V
Basque y Nicolette

Tenía sus teorías. He aquí una de ellas: «Cuando un hombre ama apasionadamente a las mujeres, y tiene una mujer propia de quien se cuida poco, fea, de mal genio, legítima, llena de derechos, que cita enseguida el Código, y es celosa, no hay más que un medio de librarse de ella, y de vivir en paz, y es dejar a la mujer el bolsillo a su disposición. Esta abdicación le hace libre. La mujer se ocupa entonces, hasta con pasión, en el manejo de todo, se mancha los dedos de cardenillo, emprende la educación de sus criados y la dirección de los colonos, convoca a los procuradores, preside a los notarios, arenga a los curiales, visita a los golillas, sigue los procesos, repasa las escrituras, dicta los contratos, se siente soberana, vende, compra, arregla, ordena, promete y compromete, ata y desata, cede, concede y retrocede, ordena y desordena, atesora y prodiga, hace tonterías, felicidad magistral y personal, y esto la consuela. Mientras su marido la desprecia, ella tiene la satisfacción de arruinar a su marido». El señor Gillenormand se había aplicado a sí mismo esta teoría, que había concluido por ser, en la práctica, su historia. Su mujer, la segunda, había administrado su fortuna de tal modo que el día feliz en que quedó viudo sólo tenía lo justamente necesario para vivir, colocándolo todo a renta vitalicia; es decir, unos quince mil francos de renta, cuyas tres cuartas partes debían extinguirse con él. No dudó, pues, importándole muy poco el cuidado de dejar una herencia. Por otra parte, había visto que los patrimonios estaban sujetos a ciertas vicisitudes, y que podían convertirse, por ejemplo, en bienes nacionales; había asistido a las conversaciones del tercio consolidado, y creía muy poco en el gran libro[28]. «Todo esto va a parar a la calle Quincampoix»[29], decía. Su casa de la calle Filles-du-Calvaire, lo hemos dicho ya, le pertenecía. Tenía dos criadas, «un macho y una hembra». Cuando un criado entraba en su casa, el señor Gillenormand le bautizaba de nuevo.
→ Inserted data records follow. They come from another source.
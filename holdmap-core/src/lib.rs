pub mod crawl;
pub mod data;
pub mod report;

const BANNER: &str = r#"
  _           _     _
 | |__   ___ | | __| |_ __ ___   __ _ _ __
 | '_ \ / _ \| |/ _` | '_ ` _ \ / _` | '_ \
 | | | | (_) | | (_| | | | | | | (_| | |_) |
 |_| |_|\___/|_|\__,_|_| |_| |_|\__,_| .__/
                                     |_|
"#;

pub fn print_banner() {
    eprintln!("{}", BANNER);
    eprintln!("  ownership network crawler v{}\n", env!("CARGO_PKG_VERSION"));
}
//! Schema migration runner.
//!
//! Migrations are embedded at compile time via [`include_str!`] and executed
//! in version order. Each migration runs inside its own transaction and
//! records its version in `schema_meta` before committing — a failure rolls
//! back cleanly, leaving the database at the highest successfully applied
//! version.
//!
//! After the migration loop the FTS virtual table and its three triggers
//! are re-asserted unconditionally (`CREATE … IF NOT EXISTS`). That repair
//! pass makes the index resilient to dropped triggers and to databases
//! produced before the triggers existed. Finally `PRAGMA user_version` is
//! set to mirror the `schema_meta` value.

use rusqlite::{Connection, OptionalExtension};
use tracing::info;

use vault_core::{Result, VaultError};

/// A single migration with a version number and SQL to execute.
#[derive(Debug)]
pub struct Migration {
    pub version: u32,
    pub description: &'static str,
    pub sql: &'static str,
}

/// All shipped migrations, in version order. Append-only once released.
const MIGRATIONS: &[Migration] = &[Migration {
    version: 1,
    description: "Complete schema — runs, artifacts, threads, messages, indexes",
    sql: include_str!("v001_schema.sql"),
}];

/// FTS virtual table + trigger DDL, re-asserted on every migrate call.
const FTS_DDL: &str = include_str!("fts.sql");

/// Overrides for [`run_migrations`], used by tests to inject a migration
/// list or stop at an intermediate version.
#[derive(Debug, Default)]
pub struct MigrateOptions<'a> {
    /// Replacement migration list. `None` uses the shipped list.
    pub migrations: Option<&'a [Migration]>,
    /// Highest version to apply. `None` applies everything.
    pub target: Option<u32>,
}

/// Bring the database to the target schema version and repair FTS objects.
///
/// Idempotent: already-applied versions are skipped, and the FTS DDL is
/// create-if-not-exists. Returns the final schema version.
pub fn run_migrations(conn: &Connection, opts: &MigrateOptions<'_>) -> Result<u32> {
    let migrations = opts.migrations.unwrap_or(MIGRATIONS);
    let target = opts
        .target
        .unwrap_or_else(|| migrations.last().map_or(0, |m| m.version));

    let current = current_version(conn)?;
    let mut applied = 0u32;

    let mut pending: Vec<&Migration> = migrations
        .iter()
        .filter(|m| m.version > current && m.version <= target)
        .collect();
    pending.sort_by_key(|m| m.version);

    for migration in pending {
        info!(
            version = migration.version,
            description = migration.description,
            "applying migration"
        );
        apply_migration(conn, migration)?;
        applied += 1;
    }

    // Deterministic FTS repair, regardless of migration history.
    conn.execute_batch(FTS_DDL)?;

    let final_version = current_version(conn)?;
    conn.pragma_update(None, "user_version", final_version)?;

    if applied > 0 {
        info!(applied, final_version, "migrations complete");
    }

    Ok(final_version)
}

/// Current schema version: 0 when `schema_meta` is absent or has no
/// `schema_version` key.
pub fn current_version(conn: &Connection) -> Result<u32> {
    let has_meta: bool = conn.query_row(
        "SELECT COUNT(*) > 0 FROM sqlite_master WHERE type = 'table' AND name = 'schema_meta'",
        [],
        |row| row.get(0),
    )?;
    if !has_meta {
        return Ok(0);
    }

    let value: Option<String> = conn
        .query_row(
            "SELECT value FROM schema_meta WHERE key = 'schema_version'",
            [],
            |row| row.get(0),
        )
        .optional()?;

    match value {
        None => Ok(0),
        Some(raw) => raw.parse().map_err(|_| {
            VaultError::Other(format!("schema_meta holds non-integer schema_version: {raw}"))
        }),
    }
}

/// The latest migration version shipped in this build.
#[must_use]
pub fn latest_version() -> u32 {
    MIGRATIONS.last().map_or(0, |m| m.version)
}

fn apply_migration(conn: &Connection, migration: &Migration) -> Result<()> {
    let tx = conn.unchecked_transaction()?;
    tx.execute_batch(migration.sql)?;
    tx.execute(
        "INSERT INTO schema_meta (key, value) VALUES ('schema_version', ?1)
         ON CONFLICT(key) DO UPDATE SET value = excluded.value",
        [migration.version.to_string()],
    )?;
    tx.commit()?;
    Ok(())
}

// ─────────────────────────────────────────────────────────────────────────────
// Tests
// ─────────────────────────────────────────────────────────────────────────────
//! Message repository.
//!
//! The content hash is computed here so every caller gets the same
//! SHA-256-of-raw-content behavior; `position` is caller-assigned and dense
//! within a thread in parser-emission order.

use rusqlite::{params, Connection, OptionalExtension};

use vault_core::{Provider, Result};

use crate::repositories::artifact::hex_sha256;
use crate::row_types::MessageRow;

/// Input for [`MessageRepo::insert`].
#[derive(Debug)]
pub struct NewMessage<'a> {
    pub thread_id: i64,
    pub provider: Provider,
    pub provider_message_id: Option<&'a str>,
    pub role: &'a str,
    pub content: &'a str,
    pub content_plain: &'a str,
    pub timestamp: Option<i64>,
    pub position: i64,
    pub parent_provider_message_id: Option<&'a str>,
    pub artifact_id: i64,
    pub run_id: i64,
}

/// Message repository — stateless, every method takes `&Connection`.
pub struct MessageRepo;

impl MessageRepo {
    /// Insert a message, returning its id. The FTS index follows by trigger.
    pub fn insert(conn: &Connection, new: &NewMessage<'_>) -> Result<i64> {
        let content_sha256 = hex_sha256(new.content.as_bytes());
        conn.execute(
            "INSERT INTO messages
                 (thread_id, provider, provider_message_id, role, content, content_plain,
                  timestamp, position, parent_provider_message_id, content_sha256,
                  artifact_id, ingestion_run_id)
             VALUES (?1, ?2, ?3, ?4, ?5, ?6, ?7, ?8, ?9, ?10, ?11, ?12)",
            params![
                new.thread_id,
                new.provider.as_str(),
                new.provider_message_id,
                new.role,
                new.content,
                new.content_plain,
                new.timestamp,
                new.position,
                new.parent_provider_message_id,
                content_sha256,
                new.artifact_id,
                new.run_id,
            ],
        )?;
        Ok(conn.last_insert_rowid())
    }

    pub fn get(conn: &Connection, id: i64) -> Result<Option<MessageRow>> {
        let row = conn
            .query_row(
                "SELECT id, thread_id, provider, provider_message_id, role, content,
                        content_plain, timestamp, position, parent_provider_message_id,
                        content_sha256, artifact_id, ingestion_run_id
                 FROM messages WHERE id = ?1",
                params![id],
                Self::map_row,
            )
            .optional()?;
        Ok(row)
    }

    /// Messages of one thread in position order.
    pub fn list_by_thread(conn: &Connection, thread_id: i64) -> Result<Vec<MessageRow>> {
        let mut stmt = conn.prepare(
            "SELECT id, thread_id, provider, provider_message_id, role, content,
                    content_plain, timestamp, position, parent_provider_message_id,
                    content_sha256, artifact_id, ingestion_run_id
             FROM messages WHERE thread_id = ?1 ORDER BY position ASC",
        )?;
        let rows = stmt
            .query_map(params![thread_id], Self::map_row)?
            .collect::<std::result::Result<Vec<_>, _>>()?;
        Ok(rows)
    }

    pub fn count(conn: &Connection) -> Result<i64> {
        let count = conn.query_row("SELECT COUNT(*) FROM messages", [], |row| row.get(0))?;
        Ok(count)
    }

    /// Messages inserted by a specific run (failed-run atomicity checks).
    pub fn count_by_run(conn: &Connection, run_id: i64) -> Result<i64> {
        let count = conn.query_row(
            "SELECT COUNT(*) FROM messages WHERE ingestion_run_id = ?1",
            params![run_id],
            |row| row.get(0),
        )?;
        Ok(count)
    }

    fn map_row(row: &rusqlite::Row<'_>) -> rusqlite::Result<MessageRow> {
        Ok(MessageRow {
            id: row.get(0)?,
            thread_id: row.get(1)?,
            provider: row.get(2)?,
            provider_message_id: row.get(3)?,
            role: row.get(4)?,
            content: row.get(5)?,
            content_plain: row.get(6)?,
            timestamp: row.get(7)?,
            position: row.get(8)?,
            parent_provider_message_id: row.get(9)?,
            content_sha256: row.get(10)?,
            artifact_id: row.get(11)?,
            ingestion_run_id: row.get(12)?,
        })
    }
}

#[cfg(test)]
#[allow(unused_results)]
mod tests {
    use super::*;
    use crate::migrations::{run_migrations, MigrateOptions};
    use crate::repositories::artifact::{ArtifactRepo, NewArtifact};
    use crate::repositories::run::RunRepo;
    use crate::repositories::thread::{NewThread, ThreadRepo};

    fn setup() -> (Connection, tempfile::TempDir, i64, i64, i64) {
        let conn = Connection::open_in_memory().unwrap();
        conn.execute_batch("PRAGMA foreign_keys = ON;").unwrap();
        run_migrations(&conn, &MigrateOptions::default()).unwrap();
        let dir = tempfile::tempdir().unwrap();
        let run = RunRepo::create(&conn, Provider::Gemini, None).unwrap();
        let artifact = ArtifactRepo::store(
            &conn,
            dir.path(),
            &NewArtifact {
                run_id: run.id,
                parent_artifact_id: None,
                provider: Provider::Gemini,
                artifact_type: "json",
                filename: "takeout.json",
                path_in_container: None,
                bytes: b"[]",
            },
        )
        .unwrap();
        let thread_id = ThreadRepo::insert(
            &conn,
            &NewThread {
                provider: Provider::Gemini,
                provider_thread_id: None,
                title: "Untitled",
                created_at: None,
                artifact_id: artifact.id,
                run_id: run.id,
            },
        )
        .unwrap();
        (conn, dir, run.id, artifact.id, thread_id)
    }

    fn message<'a>(
        thread_id: i64,
        artifact_id: i64,
        run_id: i64,
        content: &'a str,
        position: i64,
    ) -> NewMessage<'a> {
        NewMessage {
            thread_id,
            provider: Provider::Gemini,
            provider_message_id: None,
            role: "user",
            content,
            content_plain: content,
            timestamp: Some(1_700_000_000_000),
            position,
            parent_provider_message_id: None,
            artifact_id,
            run_id,
        }
    }

    #[test]
    fn insert_hashes_raw_content() {
        let (conn, _dir, run_id, artifact_id, thread_id) = setup();
        let id = MessageRepo::insert(
            &conn,
            &message(thread_id, artifact_id, run_id, "hello world", 0),
        )
        .unwrap();

        let row = MessageRepo::get(&conn, id).unwrap().unwrap();
        assert_eq!(row.content_sha256, hex_sha256(b"hello world"));
        assert_eq!(row.position, 0);
    }

    #[test]
    fn list_by_thread_orders_by_position() {
        let (conn, _dir, run_id, artifact_id, thread_id) = setup();
        for (i, text) in ["first", "second", "third"].iter().enumerate() {
            MessageRepo::insert(
                &conn,
                &message(thread_id, artifact_id, run_id, text, i as i64),
            )
            .unwrap();
        }

        let rows = MessageRepo::list_by_thread(&conn, thread_id).unwrap();
        let contents: Vec<&str> = rows.iter().map(|r| r.content.as_str()).collect();
        assert_eq!(contents, ["first", "second", "third"]);
        let positions: Vec<i64> = rows.iter().map(|r| r.position).collect();
        assert_eq!(positions, [0, 1, 2]);
    }

    #[test]
    fn fts_round_trip_per_message() {
        let (conn, _dir, run_id, artifact_id, thread_id) = setup();
        let id = MessageRepo::insert(
            &conn,
            &message(thread_id, artifact_id, run_id, "unmistakable sentinel phrase", 0),
        )
        .unwrap();

        let rowid: i64 = conn
            .query_row(
                "SELECT rowid FROM messages_fts WHERE messages_fts MATCH 'unmistakable'",
                [],
                |row| row.get(0),
            )
            .unwrap();
        assert_eq!(rowid, id);
    }
}
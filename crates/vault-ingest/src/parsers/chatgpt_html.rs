//! ChatGPT `chat.html` fallback parser.
//!
//! Explicitly best-effort: regex-scans `<div class="message">` blocks and
//! pulls the author and content divs out of each. Content divs in these
//! exports hold flat markup, so a lazy match to the first closing tag is
//! the right trade. No blocks at all means the file is not the export we
//! expect.

use std::sync::OnceLock;

use regex::Regex;
use rusqlite::Connection;
use tracing::debug;

use vault_core::{Provider, Result, VaultError};
use vault_store::repositories::message::{MessageRepo, NewMessage};
use vault_store::repositories::thread::{NewThread, ThreadRepo};

use super::{ParseScope, ParseStats};

fn message_re() -> &'static Regex {
    static RE: OnceLock<Regex> = OnceLock::new();
    RE.get_or_init(|| {
        Regex::new(
            r#"(?s)<div class="message">.*?<div class="author">(?P<author>.*?)</div>.*?<div class="content">(?P<content>.*?)</div>"#,
        )
        .expect("static pattern")
    })
}

fn title_re() -> &'static Regex {
    static RE: OnceLock<Regex> = OnceLock::new();
    RE.get_or_init(|| Regex::new(r"(?s)<title>(?P<title>.*?)</title>").expect("static pattern"))
}

fn tag_re() -> &'static Regex {
    static RE: OnceLock<Regex> = OnceLock::new();
    RE.get_or_init(|| Regex::new(r"<[^>]*>").expect("static pattern"))
}

pub fn parse(conn: &Connection, scope: &ParseScope, text: &str) -> Result<ParseStats> {
    let blocks: Vec<(String, String)> = message_re()
        .captures_iter(text)
        .map(|caps| (caps["author"].to_string(), caps["content"].to_string()))
        .collect();

    if blocks.is_empty() {
        return Err(VaultError::HtmlNoMessages);
    }

    let title = title_re()
        .captures(text)
        .map(|caps| strip_tags(&caps["title"]))
        .filter(|t| !t.is_empty())
        .unwrap_or_else(|| "Imported chat".to_string());

    let thread_id = ThreadRepo::insert(
        conn,
        &NewThread {
            provider: Provider::Chatgpt,
            provider_thread_id: None,
            title: &title,
            created_at: None,
            artifact_id: scope.artifact_id,
            run_id: scope.run_id,
        },
    )?;

    let mut stats = ParseStats {
        threads: 1,
        ..ParseStats::default()
    };

    for (position, (author, content)) in blocks.iter().enumerate() {
        let role = strip_tags(author);
        let role = if role.is_empty() {
            "unknown"
        } else {
            role.as_str()
        };

        MessageRepo::insert(
            conn,
            &NewMessage {
                thread_id,
                provider: Provider::Chatgpt,
                provider_message_id: None,
                role,
                content,
                content_plain: &strip_tags(content),
                timestamp: None,
                position: position as i64,
                parent_provider_message_id: None,
                artifact_id: scope.artifact_id,
                run_id: scope.run_id,
            },
        )?;
        stats.messages += 1;
    }

    debug!(messages = stats.messages, "chat.html fallback parsed");
    Ok(stats)
}

/// Drop every tag, decode the handful of entities these exports use, and
/// trim.
fn strip_tags(fragment: &str) -> String {
    let text = tag_re().replace_all(fragment, "");
    text.replace("&amp;", "&")
        .replace("&lt;", "<")
        .replace("&gt;", ">")
        .replace("&quot;", "\"")
        .replace("&#39;", "'")
        .trim()
        .to_string()
}

// ─────────────────────────────────────────────────────────────────────────────
// Tests
// ─────────────────────────────────────────────────────────────────────────────
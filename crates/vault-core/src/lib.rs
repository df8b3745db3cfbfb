//! Shared foundation for the vault: the error taxonomy (whose codes are a
//! wire contract with the host shell), the process-wide path root, and the
//! provider tags.

pub mod errors;
pub mod paths;
pub mod provider;

pub use errors::{redact_paths, ErrorCode, Result, VaultError};
pub use paths::{PathRoot, VaultPaths};
pub use provider::Provider;
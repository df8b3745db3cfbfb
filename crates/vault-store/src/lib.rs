//! `SQLite` storage for the vault.
//!
//! - [`connection`]: single-connection `Database` wrapper with WAL mode,
//!   foreign keys, and a busy timeout applied at open.
//! - [`migrations`]: version-tracked schema evolution. Each migration runs
//!   in its own transaction; the FTS objects are re-asserted on every run.
//! - [`repositories`]: stateless repository structs — each method takes
//!   `&Connection` and executes SQL. No shared mutable state.
//! - [`store`]: the high-level [`VaultStore`] facade composing repositories
//!   into transactional operations, plus the two-phase wipe.

pub mod connection;
pub mod migrations;
pub mod repositories;
pub mod row_types;
pub mod store;

pub use connection::Database;
pub use migrations::{current_version, latest_version, run_migrations, MigrateOptions, Migration};
pub use store::{StoredArtifact, VaultStore};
Daba a los hombres el nombre de su provincia: Nimois, Comtois, Poitevin, Picard. Su último lacayo era un hombre grueso, cansino, de cincuenta y cinco años, incapaz de correr veinte pasos, pero como había nacido en Bayona, el señor Gillenormand le llamaba Basque. En cuanto a las sirvientas, todas, en su casa, se llamaban Nicolette (incluso la Magnon, de la cual se hablará más tarde). Un día, se presentó una altiva cocinera, cordón azul, de la elevada raza de los porteros.

—¿Cuánto queréis al mes? —le preguntó el señor Gillenormand.

—Treinta francos.

—¿Cómo os llamáis?

—Olimpia.

—Te daré cincuenta francos y te llamarás Nicolette.